Not so long ago most of the attention in biochemistry focused on DNA and messenger RNA or mRNA.
But in recent years there has been a shift toward proteins reflected in recent Nobel and Lasker awards. Deservedly so, given that proteins are the workhorses of cells.
Hence the recent, some would say revolutionary attention, given to harnessing artificial intelligence for predicting the shapes of proteins based on their structure.
Proteins are constructed of chains of amino acids, the order of selection of which dictates the form, and hence function of proteins and to which other molecular groups such as sugars or nucleotides may be attached to further modify the function of the protein molecules.
Proteins play key roles, the best known of which include activating and silencing genes, providing the cytoskeletal framework for cells, transport systems for molecules in cells, highly selective transporter channels and receptors in the cell membrane — and hundreds of other functions.
Five per cent of genes are protein-encoding: They provide the molecular blueprint for specific proteins.
Specific genes are transcribed in the nucleus to form matching mRNA, which in turn, is translated in organelles called ribosomes in the cytoplasm, then, into chains of amino acids to form the finished protein.
Such a complex system is prone to mistakes, the most common of which are hereditary or acquired mutations in the protein-encoding genes.
The latter mutations lead to mutant forms of mRNA and therefore mutant forms of proteins that may fail to work at all or poorly.
In the nervous system, there are many examples of mutant genes causing mutant forms of proteins and serious diseases, such as Huntington’s disease and the autosomal dominant forms of Alzheimer’s disease, both of which cause dementia, and neuromuscular diseases such as Duchenne muscular dystrophy and myotonic dystrophy.
All are serious and hard to treat, even in the present era of gene editing, which held the promise of fixing mutant genes responsible for the mutant proteins that cause these and hundreds of other protein-related diseases.
Unfortunately transforming theory into practice is difficult. For example, in the case of Duchenne dystrophy caused by a mutant version of the largest gene in the body, it’s hard to package enough CRISPR gene-editing tools into enough viral vectors, and to get enough of the latter into enough muscle tissue, to make an obvious difference clinically.
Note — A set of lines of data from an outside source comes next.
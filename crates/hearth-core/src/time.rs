//! Wall-clock value types
//!
//! Immutable time-of-day primitives with ordering and "next occurrence after"
//! arithmetic. Local wall-clock instants are `chrono::NaiveDateTime`; the
//! platform derives them from the place timezone before they reach this core,
//! so nothing here carries an offset.

use std::fmt;
use std::str::FromStr;

use chrono::{Datelike, Days, NaiveDate, NaiveDateTime, NaiveTime, Weekday};
use serde::{Deserialize, Serialize};
use thiserror::Error;

/// Time value errors
#[derive(Debug, Error)]
pub enum TimeError {
    #[error("invalid time of day: {0}")]
    InvalidTimeOfDay(String),

    #[error("time range must have a start or an end")]
    EmptyRange,

    #[error("time range start {start} must precede end {end}")]
    InvertedRange { start: TimeOfDay, end: TimeOfDay },

    #[error("day set must not be empty")]
    EmptyDaySet,
}

/// A time of day with second resolution
///
/// Ordering is plain clock order within one day; wrap-around windows are
/// expressed by [`TimeRange`], not by the time itself.
#[derive(Debug, Clone, Copy, PartialEq, Eq, PartialOrd, Ord, Hash, Serialize, Deserialize)]
pub struct TimeOfDay(NaiveTime);

impl TimeOfDay {
    /// Midnight (00:00:00)
    pub const MIDNIGHT: TimeOfDay = TimeOfDay(NaiveTime::MIN);

    /// Create from hour/minute/second, if valid
    pub fn new(hour: u32, minute: u32, second: u32) -> Option<Self> {
        NaiveTime::from_hms_opt(hour, minute, second).map(TimeOfDay)
    }

    /// Wrap an existing `NaiveTime`
    pub fn from_time(time: NaiveTime) -> Self {
        TimeOfDay(time)
    }

    /// The underlying `NaiveTime`
    pub fn time(&self) -> NaiveTime {
        self.0
    }

    /// The next instant strictly after `now` at which this time of day occurs
    ///
    /// Today if the time is still ahead of `now`, otherwise tomorrow.
    pub fn next_occurrence_after(&self, now: NaiveDateTime) -> NaiveDateTime {
        let today = now.date().and_time(self.0);
        if today > now {
            today
        } else {
            (now.date() + Days::new(1)).and_time(self.0)
        }
    }
}

impl fmt::Display for TimeOfDay {
    fn fmt(&self, f: &mut fmt::Formatter<'_>) -> fmt::Result {
        write!(f, "{}", self.0.format("%H:%M:%S"))
    }
}

impl FromStr for TimeOfDay {
    type Err = TimeError;

    /// Parse `HH:MM:SS` or `HH:MM`
    fn from_str(s: &str) -> Result<Self, Self::Err> {
        NaiveTime::parse_from_str(s, "%H:%M:%S")
            .or_else(|_| NaiveTime::parse_from_str(s, "%H:%M"))
            .map(TimeOfDay)
            .map_err(|_| TimeError::InvalidTimeOfDay(s.to_string()))
    }
}

impl From<NaiveTime> for TimeOfDay {
    fn from(time: NaiveTime) -> Self {
        TimeOfDay(time)
    }
}

/// Day of the week
#[derive(Debug, Clone, Copy, PartialEq, Eq, PartialOrd, Ord, Hash, Serialize, Deserialize)]
#[serde(rename_all = "lowercase")]
pub enum DayOfWeek {
    Mon,
    Tue,
    Wed,
    Thu,
    Fri,
    Sat,
    Sun,
}

impl DayOfWeek {
    /// The day of week of a calendar date
    pub fn of(date: NaiveDate) -> Self {
        date.weekday().into()
    }
}

impl From<Weekday> for DayOfWeek {
    fn from(w: Weekday) -> Self {
        match w {
            Weekday::Mon => DayOfWeek::Mon,
            Weekday::Tue => DayOfWeek::Tue,
            Weekday::Wed => DayOfWeek::Wed,
            Weekday::Thu => DayOfWeek::Thu,
            Weekday::Fri => DayOfWeek::Fri,
            Weekday::Sat => DayOfWeek::Sat,
            Weekday::Sun => DayOfWeek::Sun,
        }
    }
}

impl From<DayOfWeek> for Weekday {
    fn from(d: DayOfWeek) -> Self {
        match d {
            DayOfWeek::Mon => Weekday::Mon,
            DayOfWeek::Tue => Weekday::Tue,
            DayOfWeek::Wed => Weekday::Wed,
            DayOfWeek::Thu => Weekday::Thu,
            DayOfWeek::Fri => Weekday::Fri,
            DayOfWeek::Sat => Weekday::Sat,
            DayOfWeek::Sun => Weekday::Sun,
        }
    }
}

/// A same-day time window bounded by optional start and end times
///
/// At least one bound must be present. An absent start is treated as
/// midnight; an absent end as midnight of the next day. The start is
/// inclusive and the end exclusive.
#[derive(Debug, Clone, Copy, PartialEq, Eq, Serialize, Deserialize)]
pub struct TimeRange {
    #[serde(skip_serializing_if = "Option::is_none")]
    start: Option<TimeOfDay>,

    #[serde(skip_serializing_if = "Option::is_none")]
    end: Option<TimeOfDay>,
}

impl TimeRange {
    /// Create a range, validating the bounds
    pub fn new(start: Option<TimeOfDay>, end: Option<TimeOfDay>) -> Result<Self, TimeError> {
        match (start, end) {
            (None, None) => Err(TimeError::EmptyRange),
            (Some(s), Some(e)) if s >= e => Err(TimeError::InvertedRange { start: s, end: e }),
            _ => Ok(TimeRange { start, end }),
        }
    }

    /// Range starting at `start` and running to midnight
    pub fn after(start: TimeOfDay) -> Self {
        TimeRange {
            start: Some(start),
            end: None,
        }
    }

    /// Range starting at midnight and ending before `end`
    pub fn before(end: TimeOfDay) -> Self {
        TimeRange {
            start: None,
            end: Some(end),
        }
    }

    /// The configured start bound, if any
    pub fn start(&self) -> Option<TimeOfDay> {
        self.start
    }

    /// The configured end bound, if any
    pub fn end(&self) -> Option<TimeOfDay> {
        self.end
    }

    /// The effective start bound (midnight when absent)
    pub fn effective_start(&self) -> TimeOfDay {
        self.start.unwrap_or(TimeOfDay::MIDNIGHT)
    }

    /// The effective end bound (midnight, meaning midnight next day, when absent)
    pub fn effective_end(&self) -> TimeOfDay {
        self.end.unwrap_or(TimeOfDay::MIDNIGHT)
    }

    /// Whether `time` falls inside the window
    pub fn contains(&self, time: NaiveTime) -> bool {
        if time < self.effective_start().time() {
            return false;
        }
        match self.end {
            Some(end) => time < end.time(),
            None => true,
        }
    }
}

impl fmt::Display for TimeRange {
    fn fmt(&self, f: &mut fmt::Formatter<'_>) -> fmt::Result {
        write!(
            f,
            "[{}, {})",
            self.effective_start(),
            self.end
                .map(|e| e.to_string())
                .unwrap_or_else(|| "24:00:00".to_string())
        )
    }
}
To that sobering list of linked hurdles must be added the fact that the process can’t be repeated — the initial dose prompts the development of antibodies to the viral vector that carries the gene fix.
Gene editing using CRISPR technology, which seemed so promising a few years ago, turned out in this example, to be impossible.
Fortunately, there are other ways to edit genes. Why not silence abnormal protein-encoding genes by attaching methyl groups to the genes in much the same way that nature attaches methyl groups to genes to silence them?
That’s precisely what a team at the Massachusetts Institute of Technology, or MIT, recently set out to do.
They used zinc-finger proteins small enough to fit into benign viral vectors to activate enzymes capable of adding methyl groups to DNA, thereby silencing targeted genes in mice.
Sonia Vallabh, one of the scientists working on epigenetic gene editing, inherited the genetic mutation, which causes fatal insomnia.
Her looming fate adds urgency to the MIT team’s effort to find a way to disable her mutant genes before the disease becomes apparent in Vallabh.
The group is also interested in using a similar epigenetic approach to silence genes in other diseases characterized by the buildup of abnormal proteins.
These include Alzheimer’s disease, Parkinson’s disease and other diseases associated with buildups of misfolded or unfolded proteins.
The latter proteins, called prions, spread to other parts of the brain by changing normal versions of proteins into similarly malformed proteins in a manner that simulates infection.
If gene editing using similar epigenetic methods proves to be practical and effective, it may offer the first real glimmer of hope for treating horrible prion diseases such as Creutzfeldt-Jacob disease, Kuru, fatal insomnia, and mad cow disease in humans.
This effort at MIT and other centres seeking novel means for editing genes is yet another illustration of how science works.
In 2020, Jennifer Doudna and Emmanuelle Charpentier won the Nobel Prize for pioneering work on gene editing, which adapted an ancient technique bacteria had evolved for killing off viral invaders.
A flurry of studies followed in the wake of their pioneering work to use CRISPR Cas9 or modifications to that technique to treat hereditary diseases such as thalassemia and sickle cell anemia with some success, but in other applications was less successful because of formidable biological and technical barriers.
Then, as in this case, other methods were developed to edit genes.
That takes time and illustrates how science works — long periods of relatively hard slogging, followed sometimes by novel breakthroughs and yet new challenges, requiring new solutions and perhaps other breakthroughs.
All depend on hard work, only a tiny fraction of which hit the headlines and lead to Nobel Prizes or their equivalent.
Dr. William Brown is a professor of neurology at McMaster University and co-founder of the InfoHealth series at the Niagara-on-the-Lake Public Library.